The office areas use compact fluorescent lighting, which is linked to motion sensors that automatically turn off the lights when no one is in an office. Haw noted that the use of natural lighting in the shopping area of the store also enhanced the shopping experience for customers, as the light was more evenly distributed and did not increase the temperature in the building. He added that, instead of using energy-intensive heating, ventilation and air-conditioning, the store used an evaporative cooling system, and that, by implementing various energy-saving strategies, Builders Warehouse Rivonia has reduced energy consumption by about 22%, compared with a 2010 baseline of a store of similar size, which also has similar operating requirements. “A similar-sized store, such as Builders Warehouse Strubensvalley, would, on average, consume about 136 kWh/m2 a year.
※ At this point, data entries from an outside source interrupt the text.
//! SQLite database with Diesel ORM
//!
//! Stores complaints, their escalations and comments, plus the users,
//! categories and SLA thresholds they reference. Tables are created on open.
//! Business rules run here, immediately before each insert or update.

use crate::complaint::{Complaint, DeadlineError, NewComplaint, RuleEffects, StoredComplaint};
use crate::config::{SlaSettings, WORKSPACE_DIR};
use crate::escalation::{Escalation, NewEscalation};
use crate::models::{
    Category, Comment, NewCategory, NewComment, NewSlaConfig, Priority, SlaConfig, Status, User,
    UserRole,
};
use crate::schema::*;
use chrono::{DateTime, SecondsFormat, SubsecRound, Utc};
use diesel::connection::SimpleConnection;
use diesel::prelude::*;
use diesel::r2d2::{ConnectionManager, CustomizeConnection, Pool, PooledConnection};
use diesel::result::DatabaseErrorKind;
use diesel::sqlite::{Sqlite, SqliteConnection};
use mockable::{Clock, DefaultClock};
use serde::Serialize;
use std::path::{Path, PathBuf};
use std::str::FromStr;
use std::sync::Arc;
use strum::IntoEnumIterator;
use thiserror::Error;

pub const DB_FILE_NAME: &str = "complaintdesk.db";

const MAX_USERNAME_LEN: usize = 150;
const MAX_TITLE_LEN: usize = 200;
const MAX_NAME_LEN: usize = 100;

/// Walk up directory tree to find .complaintdesk folder (like git finds .git)
/// Can be overridden with COMPLAINTDESK_DB_PATH env var
fn get_db_path() -> PathBuf {
    // Check env var first - always takes priority
    if let Ok(path) = std::env::var("COMPLAINTDESK_DB_PATH") {
        return PathBuf::from(path);
    }

    if let Ok(current_dir) = std::env::current_dir() {
        let mut dir = current_dir.as_path();
        loop {
            let workspace = dir.join(WORKSPACE_DIR);
            if workspace.is_dir() {
                return workspace.join(DB_FILE_NAME);
            }
            match dir.parent() {
                Some(parent) => dir = parent,
                None => break, // Reached filesystem root
            }
        }
    }

    // No .complaintdesk found - default to current directory
    PathBuf::from(WORKSPACE_DIR).join(DB_FILE_NAME)
}

// ============================================================================
// Errors
// ============================================================================

/// Error type for database operations
#[derive(Debug, Error)]
pub enum DbError {
    #[error("connection error: {0}")]
    Connection(String),
    #[error("already exists: {0}")]
    UniqueViolation(String),
    #[error("referenced record does not exist: {0}")]
    ForeignKeyViolation(String),
    #[error("{0}")]
    Validation(String),
    #[error("{entity} {id} not found")]
    NotFound { entity: &'static str, id: i32 },
    #[error("stored data is invalid: {0}")]
    Corrupt(String),
    #[error("query error: {0}")]
    Query(diesel::result::Error),
}

impl From<diesel::result::Error> for DbError {
    fn from(e: diesel::result::Error) -> Self {
        match e {
            diesel::result::Error::DatabaseError(DatabaseErrorKind::UniqueViolation, info) => {
                DbError::UniqueViolation(info.message().to_string())
            }
            diesel::result::Error::DatabaseError(DatabaseErrorKind::ForeignKeyViolation, info) => {
                DbError::ForeignKeyViolation(info.message().to_string())
            }
            other => DbError::Query(other),
        }
    }
}

impl From<DeadlineError> for DbError {
    fn from(e: DeadlineError) -> Self {
        DbError::Validation(e.to_string())
    }
}

pub type Result<T> = std::result::Result<T, DbError>;

// ============================================================================
// Column helpers
// ============================================================================

fn fmt_ts(ts: DateTime<Utc>) -> String {
    ts.to_rfc3339_opts(SecondsFormat::Micros, true)
}

fn parse_ts(column: &str, value: &str) -> Result<DateTime<Utc>> {
    DateTime::parse_from_rfc3339(value)
        .map(|ts| ts.with_timezone(&Utc))
        .map_err(|e| DbError::Corrupt(format!("{} '{}': {}", column, value, e)))
}

fn parse_ts_opt(column: &str, value: Option<&str>) -> Result<Option<DateTime<Utc>>> {
    value.map(|v| parse_ts(column, v)).transpose()
}

fn parse_column<T: FromStr>(column: &str, value: &str) -> Result<T> {
    value
        .parse()
        .map_err(|_| DbError::Corrupt(format!("unexpected {} value '{}'", column, value)))
}

fn hours_to_column(field: &str, hours: u32) -> Result<i32> {
    i32::try_from(hours).map_err(|_| DbError::Validation(format!("{} is too large: {}", field, hours)))
}

fn hours_from_column(column: &str, value: i32) -> Result<u32> {
    u32::try_from(value).map_err(|_| DbError::Corrupt(format!("negative {}: {}", column, value)))
}

fn check_len(field: &str, value: &str, max: usize) -> Result<()> {
    let len = value.chars().count();
    if len > max {
        return Err(DbError::Validation(format!(
            "{} is {} characters long (max {})",
            field, len, max
        )));
    }
    Ok(())
}

// ============================================================================
// Diesel Models
// ============================================================================

#[derive(Insertable)]
#[diesel(table_name = users)]
struct NewUserRow<'a> {
    username: &'a str,
    role: &'a str,
    created_at: &'a str,
}

#[derive(Queryable, Debug)]
struct UserRow {
    id: i32,
    username: String,
    role: String,
    created_at: String,
}

impl TryFrom<UserRow> for User {
    type Error = DbError;

    fn try_from(row: UserRow) -> Result<Self> {
        Ok(User {
            id: row.id,
            username: row.username,
            role: parse_column("users.role", &row.role)?,
            created_at: parse_ts("users.created_at", &row.created_at)?,
        })
    }
}

#[derive(Insertable)]
#[diesel(table_name = categories)]
struct NewCategoryRow<'a> {
    name: &'a str,
    description: &'a str,
    is_active: bool,
    created_at: &'a str,
}

#[derive(Queryable, Debug)]
struct CategoryRow {
    id: i32,
    name: String,
    description: String,
    is_active: bool,
    created_at: String,
}

impl TryFrom<CategoryRow> for Category {
    type Error = DbError;

    fn try_from(row: CategoryRow) -> Result<Self> {
        Ok(Category {
            id: row.id,
            name: row.name,
            description: row.description,
            is_active: row.is_active,
            created_at: parse_ts("categories.created_at", &row.created_at)?,
        })
    }
}

/// Insertable complaint
#[derive(Insertable)]
#[diesel(table_name = complaints)]
struct NewComplaintRow<'a> {
    student_id: i32,
    assigned_staff_id: Option<i32>,
    category_id: Option<i32>,
    title: &'a str,
    description: &'a str,
    status: &'a str,
    priority: &'a str,
    solution: Option<&'a str>,
    created_at: String,
    updated_at: String,
    resolved_at: Option<String>,
    sla_deadline: Option<String>,
    is_sla_breached: bool,
}

/// Every writable complaint column. `None` clears the column.
#[derive(AsChangeset)]
#[diesel(table_name = complaints)]
#[diesel(treat_none_as_null = true)]
struct ComplaintChanges<'a> {
    student_id: i32,
    assigned_staff_id: Option<i32>,
    category_id: Option<i32>,
    title: &'a str,
    description: &'a str,
    status: &'a str,
    priority: &'a str,
    solution: Option<&'a str>,
    updated_at: String,
    resolved_at: Option<String>,
    sla_deadline: Option<String>,
    is_sla_breached: bool,
}

/// Queryable complaint
#[derive(Queryable, Debug)]
struct ComplaintRow {
    id: i32,
    student_id: i32,
    assigned_staff_id: Option<i32>,
    category_id: Option<i32>,
    title: String,
    description: String,
    status: String,
    priority: String,
    solution: Option<String>,
    created_at: String,
    updated_at: String,
    resolved_at: Option<String>,
    sla_deadline: Option<String>,
    is_sla_breached: bool,
}

impl TryFrom<ComplaintRow> for Complaint {
    type Error = DbError;

    fn try_from(row: ComplaintRow) -> Result<Self> {
        Ok(StoredComplaint {
            id: row.id,
            student_id: row.student_id,
            assigned_staff_id: row.assigned_staff_id,
            category_id: row.category_id,
            title: row.title,
            description: row.description,
            status: parse_column("complaints.status", &row.status)?,
            priority: parse_column("complaints.priority", &row.priority)?,
            solution: row.solution,
            created_at: parse_ts("complaints.created_at", &row.created_at)?,
            updated_at: parse_ts("complaints.updated_at", &row.updated_at)?,
            resolved_at: parse_ts_opt("complaints.resolved_at", row.resolved_at.as_deref())?,
            sla_deadline: parse_ts_opt("complaints.sla_deadline", row.sla_deadline.as_deref())?,
            is_sla_breached: row.is_sla_breached,
        }
        .into())
    }
}

#[derive(Insertable)]
#[diesel(table_name = sla_configs)]
struct NewSlaConfigRow<'a> {
    name: &'a str,
    priority: &'a str,
    response_time_hours: i32,
    resolution_time_hours: i32,
    is_active: bool,
    created_at: &'a str,
    updated_at: &'a str,
}

#[derive(AsChangeset)]
#[diesel(table_name = sla_configs)]
struct SlaConfigChanges<'a> {
    name: &'a str,
    priority: &'a str,
    response_time_hours: i32,
    resolution_time_hours: i32,
    is_active: bool,
    updated_at: &'a str,
}

#[derive(Queryable, Debug)]
struct SlaConfigRow {
    id: i32,
    name: String,
    priority: String,
    response_time_hours: i32,
    resolution_time_hours: i32,
    is_active: bool,
    created_at: String,
    updated_at: String,
}

impl TryFrom<SlaConfigRow> for SlaConfig {
    type Error = DbError;

    fn try_from(row: SlaConfigRow) -> Result<Self> {
        Ok(SlaConfig {
            id: row.id,
            name: row.name,
            priority: parse_column("sla_configs.priority", &row.priority)?,
            response_time_hours: hours_from_column(
                "sla_configs.response_time_hours",
                row.response_time_hours,
            )?,
            resolution_time_hours: hours_from_column(
                "sla_configs.resolution_time_hours",
                row.resolution_time_hours,
            )?,
            is_active: row.is_active,
            created_at: parse_ts("sla_configs.created_at", &row.created_at)?,
            updated_at: parse_ts("sla_configs.updated_at", &row.updated_at)?,
        })
    }
}
//! Configuration file support for complaintdesk
//!
//! Reads from .complaintdesk/config.toml

use serde::{Deserialize, Serialize};
use std::path::{Path, PathBuf};
use thiserror::Error;

/// Directory that marks a complaintdesk workspace (like `.git`)
pub const WORKSPACE_DIR: &str = ".complaintdesk";

/// Default SLA window, in hours, applied when a complaint is created
pub const DEFAULT_RESOLUTION_HOURS: u32 = 72;

#[derive(Debug, Error)]
pub enum ConfigError {
    #[error("failed to read {path}: {source}")]
    Read {
        path: PathBuf,
        source: std::io::Error,
    },
    #[error("failed to parse {path}: {source}")]
    Parse {
        path: PathBuf,
        source: toml::de::Error,
    },
    #[error("failed to write {path}: {source}")]
    Write {
        path: PathBuf,
        source: std::io::Error,
    },
    #[error("failed to serialize config: {0}")]
    Serialize(#[from] toml::ser::Error),
}

/// Configuration structure
#[derive(Debug, Deserialize, Serialize, Default, Clone, PartialEq, Eq)]
pub struct Config {
    /// SLA settings applied at complaint creation
    #[serde(default)]
    pub sla: SlaSettings,

    /// Database location override
    #[serde(default)]
    pub database: DatabaseConfig,
}

/// SLA window applied to new complaints.
///
/// Passed explicitly to [`crate::Database::create_complaint`]; nothing reads
/// it from ambient state.
#[derive(Debug, Deserialize, Serialize, Clone, Copy, PartialEq, Eq)]
pub struct SlaSettings {
    /// Hours from creation until a complaint breaches its SLA
    /// Default: 72
    #[serde(default = "default_resolution_hours")]
    pub resolution_time_hours: u32,
}

fn default_resolution_hours() -> u32 {
    DEFAULT_RESOLUTION_HOURS
}

impl Default for SlaSettings {
    fn default() -> Self {
        Self {
            resolution_time_hours: DEFAULT_RESOLUTION_HOURS,
        }
    }
}

impl SlaSettings {
    pub fn with_resolution_hours(hours: u32) -> Self {
        Self {
            resolution_time_hours: hours,
        }
    }

    /// The resolution window as a duration
    pub fn resolution_window(&self) -> chrono::Duration {
        chrono::Duration::hours(i64::from(self.resolution_time_hours))
    }
}

/// Database-related configuration
#[derive(Debug, Deserialize, Serialize, Default, Clone, PartialEq, Eq)]
pub struct DatabaseConfig {
    /// Path to the SQLite file, relative to the working directory unless
    /// absolute. `COMPLAINTDESK_DB_PATH` still takes priority.
    #[serde(default, skip_serializing_if = "Option::is_none")]
    pub path: Option<PathBuf>,
}

impl Config {
    /// Load config from .complaintdesk/config.toml
    /// Returns default config if the file doesn't exist or can't be read
    pub fn load() -> Self {
        let Some(path) = Self::find_config_path() else {
            return Self::default();
        };
        match Self::load_from(&path) {
            Ok(config) => config,
            Err(e) => {
                tracing::warn!(error = %e, "ignoring unreadable config, using defaults");
                Self::default()
            }
        }
    }

    /// Load config from an explicit file
    pub fn load_from(path: &Path) -> Result<Self, ConfigError> {
        let contents = std::fs::read_to_string(path).map_err(|source| ConfigError::Read {
            path: path.to_path_buf(),
            source,
        })?;
        toml::from_str(&contents).map_err(|source| ConfigError::Parse {
            path: path.to_path_buf(),
            source,
        })
    }

    /// Write this config to `<dir>/config.toml`, creating `dir` if needed
    pub fn write_to_dir(&self, dir: &Path) -> Result<PathBuf, ConfigError> {
        let path = dir.join("config.toml");
        std::fs::create_dir_all(dir).map_err(|source| ConfigError::Write {
            path: path.clone(),
            source,
        })?;
        let contents = toml::to_string_pretty(self)?;
        std::fs::write(&path, contents).map_err(|source| ConfigError::Write {
            path: path.clone(),
            source,
        })?;
        Ok(path)
    }

    /// Find config.toml by walking up directory tree
    fn find_config_path() -> Option<PathBuf> {
        let current_dir = std::env::current_dir().ok()?;
        let mut dir = current_dir.as_path();

        loop {
            let config_path = dir.join(WORKSPACE_DIR).join("config.toml");
            if config_path.exists() {
                return Some(config_path);
            }

            match dir.parent() {
                Some(parent) => dir = parent,
                None => break,
            }
        }
        None
    }
}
The Rivonia store successfully reduced this figure to about 89 kWh/m2 in 2014.” While most Builders Warehouse stores in South Africa employ rainwater-harvesting technology to reduce municipal water consumption, the Rivonia store has, fortunately, been built on a significant borehole water supply. The borehole water is stored in four 10 000 ℓ tanks and used to supplement the building’s nonpotable water needs, including irrigation for the in-store nursery and the provision of water for the evaporative cooling system. Haw concludes that, through the implementation of rainwater harvesting tanks across 65 Builders Warehouse stores in South Africa, the franchise has been able to save about 7 000 kℓ/y of water.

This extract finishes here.